Danau adalah ranau? Ranau adalah danau. Nama danau Ranau tidak hanya di (pulau) Sumatra, juga ada di pulau Mindanao. Ada danau terbentuk di dataran rendah, ada juga di dataran tinggi, dan tentu saja ada danau du puncak gunung. Ada juga danau yang hilang, karena proses sedmientasi menjadi daratan dan ada juga hilang karena jebol. Danau Ranau berada di dataran tinggi pulau Sumatra. Satu yang penting, danau-danau di Sumatra adalah pusat-pusat peradaban awal di Sumatra. Danau terbesar di Siumatra adalah danau Toba di Sumatra Utara. Bagaimana dengan danau di Sumatra Selatan.

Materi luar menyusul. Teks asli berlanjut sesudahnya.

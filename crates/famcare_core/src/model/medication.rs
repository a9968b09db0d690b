//! Medication tracking records.
//!
//! # Responsibility
//! - Define the medication record, its add form and per-record status.
//!
//! # Invariants
//! - New medications start untaken and due `"Today <time>"`.
//! - `taken` is the only field that changes after creation.

use crate::model::record::{EntityKind, Record, RecordId};
use crate::model::tone::BadgeTone;
use crate::store::draft::{
    field_or, normalize_field, normalize_name, Draft, FieldCheck, ValidationError,
};
use serde::{Deserialize, Serialize};

pub const DEFAULT_FREQUENCY: &str = "Once daily";
pub const DEFAULT_TIME: &str = "8:00 AM";
pub const DEFAULT_CONDITION: &str = "General";

/// Frequency options offered by the add form.
pub const FREQUENCY_OPTIONS: [&str; 4] = [
    "Once daily",
    "Twice daily",
    "Three times daily",
    "As needed",
];

const DUE_TODAY_MARKER: &str = "Today";

#[derive(Debug, Clone, PartialEq, Eq, Serialize, Deserialize)]
#[serde(rename_all = "camelCase")]
pub struct Medication {
    pub id: RecordId,
    pub name: String,
    pub dosage: String,
    pub frequency: String,
    pub time: String,
    /// Free-text family member name.
    pub person: String,
    pub taken: bool,
    /// Free text such as `"Today 8:00 PM"` or `"As needed"`.
    pub next_due: String,
    pub condition: String,
}

impl Medication {
    /// Whether the next dose falls on the current day.
    pub fn is_due_today(&self) -> bool {
        self.next_due.contains(DUE_TODAY_MARKER)
    }

    /// Untaken and due today.
    pub fn is_pending_today(&self) -> bool {
        !self.taken && self.is_due_today()
    }

    pub fn status(&self) -> MedicationStatus {
        if self.taken {
            MedicationStatus::Taken
        } else if self.is_due_today() {
            MedicationStatus::DueNow
        } else {
            MedicationStatus::Scheduled
        }
    }

    /// Copy of this record with `taken` flipped.
    pub fn with_taken_toggled(&self) -> Self {
        Self {
            taken: !self.taken,
            ..self.clone()
        }
    }
}

impl Record for Medication {
    const KIND: EntityKind = EntityKind::Medication;

    fn id(&self) -> RecordId {
        self.id
    }
}

/// Display status of one medication card.
#[derive(Debug, Clone, Copy, PartialEq, Eq, Serialize, Deserialize)]
#[serde(rename_all = "snake_case")]
pub enum MedicationStatus {
    Taken,
    DueNow,
    Scheduled,
}

impl MedicationStatus {
    pub fn label(self) -> &'static str {
        match self {
            Self::Taken => "Taken",
            Self::DueNow => "Due Now",
            Self::Scheduled => "Scheduled",
        }
    }

    pub fn tone(self) -> BadgeTone {
        match self {
            Self::Taken => BadgeTone::Green,
            Self::DueNow => BadgeTone::Red,
            Self::Scheduled => BadgeTone::Yellow,
        }
    }
}

/// Add-medication form buffer.
#[derive(Debug, Clone, Default, PartialEq, Eq)]
pub struct MedicationDraft {
    pub name: String,
    pub dosage: String,
    pub frequency: String,
    pub time: String,
    pub person: String,
    pub condition: String,
}

impl Draft for MedicationDraft {
    type Output = Medication;

    fn validate(&self) -> Result<(), ValidationError> {
        FieldCheck::new(EntityKind::Medication)
            .require("name", &self.name)
            .require("dosage", &self.dosage)
            .require("person", &self.person)
            .finish()
    }

    fn build(&self, id: RecordId) -> Medication {
        let time = field_or(&self.time, DEFAULT_TIME);
        Medication {
            id,
            name: normalize_name(&self.name),
            dosage: normalize_field(&self.dosage),
            frequency: field_or(&self.frequency, DEFAULT_FREQUENCY),
            next_due: format!("{DUE_TODAY_MARKER} {time}"),
            time,
            person: normalize_name(&self.person),
            taken: false,
            condition: field_or(&self.condition, DEFAULT_CONDITION),
        }
    }

    fn success_message(&self) -> String {
        format!(
            "{} has been added to medication list.",
            normalize_name(&self.name)
        )
    }
}

#[cfg(test)]
mod tests {
    use super::{MedicationDraft, MedicationStatus};
    use crate::model::record::RecordId;
    use crate::model::tone::BadgeTone;
    use crate::store::draft::Draft;

    #[test]
    fn build_applies_defaults_for_blank_optional_fields() {
        let draft = MedicationDraft {
            name: "Vitamin D".to_string(),
            dosage: "1000 IU".to_string(),
            person: "Emma Johnson".to_string(),
            ..MedicationDraft::default()
        };
        let medication = draft.build(RecordId::new(5));
        assert_eq!(medication.frequency, "Once daily");
        assert_eq!(medication.time, "8:00 AM");
        assert_eq!(medication.next_due, "Today 8:00 AM");
        assert_eq!(medication.condition, "General");
        assert!(!medication.taken);
    }

    #[test]
    fn next_due_follows_entered_time() {
        let draft = MedicationDraft {
            name: "Metformin".to_string(),
            dosage: "500mg".to_string(),
            person: "Sarah Johnson".to_string(),
            time: "20:00".to_string(),
            ..MedicationDraft::default()
        };
        assert_eq!(draft.build(RecordId::new(1)).next_due, "Today 20:00");
    }

    #[test]
    fn status_prefers_taken_then_due_today() {
        let mut medication = MedicationDraft {
            name: "A".to_string(),
            dosage: "1".to_string(),
            person: "B".to_string(),
            ..MedicationDraft::default()
        }
        .build(RecordId::new(1));
        assert_eq!(medication.status(), MedicationStatus::DueNow);
        assert_eq!(medication.status().tone(), BadgeTone::Red);

        medication.next_due = "As needed".to_string();
        assert_eq!(medication.status(), MedicationStatus::Scheduled);

        medication.taken = true;
        assert_eq!(medication.status().label(), "Taken");
    }
}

Danau Ranau adalah danau terbesar kedua di Sumatra setelah danau Toba. Danau ini terletak di perbatasan Kabupaten Ogan Komering Ulu Selatan Provinsi Sumatra Selatan dan Kabupaten Lampung Barat Provinsi Lampung. Danau ini tercipta dari gempa besar dan letusan vulkanik dari gunung berapi yang membuat cekungan besar. Secara geografis topografi danau Ranau adalah perbukitan yang berlembah hal ini praktis menjadikan danau Ranau memiliki cuaca yang sejuk. Danau terkenal sering para nelayan untuk mencari ikan seperti mujair, kepor, kepiat, dan harongan. Tepat di tengah danau terdapat pulau yang bernama Pulau Marisa. Disana terdapat sumber air panas yang sering digunakan para penduduk setempat ataupun para wisatawan yang datang ke pulau tersebut, terdapat air terjun, dan penginapan. Danau ini juga menjadi objek wisata andalan dari Kabupaten Ogan Komering Ulu Selatan. Ada tiga tempat tujuan utama bagi para pengunjung Danau Ranau, Pantai Sinangkalan (Sumatera Selatan), Pantai Pelangi (Sumatera Selatan) Pantai Bidadari (Sumatera Selatan) Wisata Air Panas (Sumatera Selatan) Icon Ranau (Sumatera Selatan) dan Wisata Lombok (Lampung). Beberapa gangguan ekosistem yang terjadi di danau Ranau, salah satunya matinya ikan yang disebabkan pelepasan belerang H2S ke dalam air. Hal tersebut terjadi pada tahun 1962, 1993, 1998, dan pada 2011 (Wikipedia)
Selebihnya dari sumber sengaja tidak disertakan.